Saved entries
* * * * *
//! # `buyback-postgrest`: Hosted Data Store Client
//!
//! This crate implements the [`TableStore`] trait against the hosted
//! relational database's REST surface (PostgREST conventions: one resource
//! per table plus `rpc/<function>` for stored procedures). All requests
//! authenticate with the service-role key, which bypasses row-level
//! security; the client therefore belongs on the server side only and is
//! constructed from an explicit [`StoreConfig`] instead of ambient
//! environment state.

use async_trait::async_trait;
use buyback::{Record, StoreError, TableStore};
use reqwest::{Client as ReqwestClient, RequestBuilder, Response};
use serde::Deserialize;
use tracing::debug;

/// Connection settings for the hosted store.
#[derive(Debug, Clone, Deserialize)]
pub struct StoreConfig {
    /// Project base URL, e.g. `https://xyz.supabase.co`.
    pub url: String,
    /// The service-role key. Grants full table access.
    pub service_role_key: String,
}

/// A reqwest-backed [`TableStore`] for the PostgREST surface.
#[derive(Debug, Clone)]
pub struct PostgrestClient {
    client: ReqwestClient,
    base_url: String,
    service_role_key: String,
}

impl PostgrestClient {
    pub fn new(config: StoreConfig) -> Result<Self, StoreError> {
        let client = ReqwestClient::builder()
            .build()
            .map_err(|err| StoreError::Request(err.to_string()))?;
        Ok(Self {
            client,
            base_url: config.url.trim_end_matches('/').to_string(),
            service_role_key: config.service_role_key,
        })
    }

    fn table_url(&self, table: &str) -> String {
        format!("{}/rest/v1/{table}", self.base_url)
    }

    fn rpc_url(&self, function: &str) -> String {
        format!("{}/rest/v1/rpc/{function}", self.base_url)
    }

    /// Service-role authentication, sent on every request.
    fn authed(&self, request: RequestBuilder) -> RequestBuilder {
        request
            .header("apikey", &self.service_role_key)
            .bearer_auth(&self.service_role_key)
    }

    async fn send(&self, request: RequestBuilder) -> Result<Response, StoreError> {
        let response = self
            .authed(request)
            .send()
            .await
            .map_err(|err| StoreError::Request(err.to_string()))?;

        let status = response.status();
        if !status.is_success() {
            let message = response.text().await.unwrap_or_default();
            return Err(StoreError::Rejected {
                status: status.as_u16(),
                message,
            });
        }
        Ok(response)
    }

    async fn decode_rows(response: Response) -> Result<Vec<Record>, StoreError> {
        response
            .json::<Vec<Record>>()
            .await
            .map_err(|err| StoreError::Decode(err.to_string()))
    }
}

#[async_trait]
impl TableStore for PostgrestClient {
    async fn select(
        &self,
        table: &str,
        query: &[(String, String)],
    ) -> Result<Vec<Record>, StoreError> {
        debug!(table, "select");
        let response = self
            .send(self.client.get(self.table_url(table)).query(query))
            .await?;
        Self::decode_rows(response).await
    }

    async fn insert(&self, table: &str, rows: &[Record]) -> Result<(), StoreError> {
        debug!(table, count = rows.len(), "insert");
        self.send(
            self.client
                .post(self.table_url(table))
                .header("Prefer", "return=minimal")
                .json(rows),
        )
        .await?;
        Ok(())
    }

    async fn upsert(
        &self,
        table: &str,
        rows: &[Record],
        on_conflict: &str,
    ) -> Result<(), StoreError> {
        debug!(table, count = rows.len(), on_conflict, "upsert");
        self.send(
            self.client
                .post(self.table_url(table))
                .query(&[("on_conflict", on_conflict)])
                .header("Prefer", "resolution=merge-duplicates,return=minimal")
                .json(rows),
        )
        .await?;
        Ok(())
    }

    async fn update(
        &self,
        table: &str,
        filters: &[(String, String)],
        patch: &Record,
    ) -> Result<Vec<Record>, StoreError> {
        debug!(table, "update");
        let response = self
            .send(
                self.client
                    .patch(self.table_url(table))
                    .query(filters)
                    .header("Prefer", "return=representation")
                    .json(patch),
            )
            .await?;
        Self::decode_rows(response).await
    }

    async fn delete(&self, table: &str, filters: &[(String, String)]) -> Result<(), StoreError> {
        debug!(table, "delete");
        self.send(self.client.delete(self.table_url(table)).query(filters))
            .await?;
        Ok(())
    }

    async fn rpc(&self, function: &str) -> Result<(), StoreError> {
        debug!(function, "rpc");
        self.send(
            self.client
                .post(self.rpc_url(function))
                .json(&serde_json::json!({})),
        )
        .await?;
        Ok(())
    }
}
* * * * *
From the data above, copy each line that holds "status".

        let status = response.status();
        if !status.is_success() {
                status: status.as_u16(),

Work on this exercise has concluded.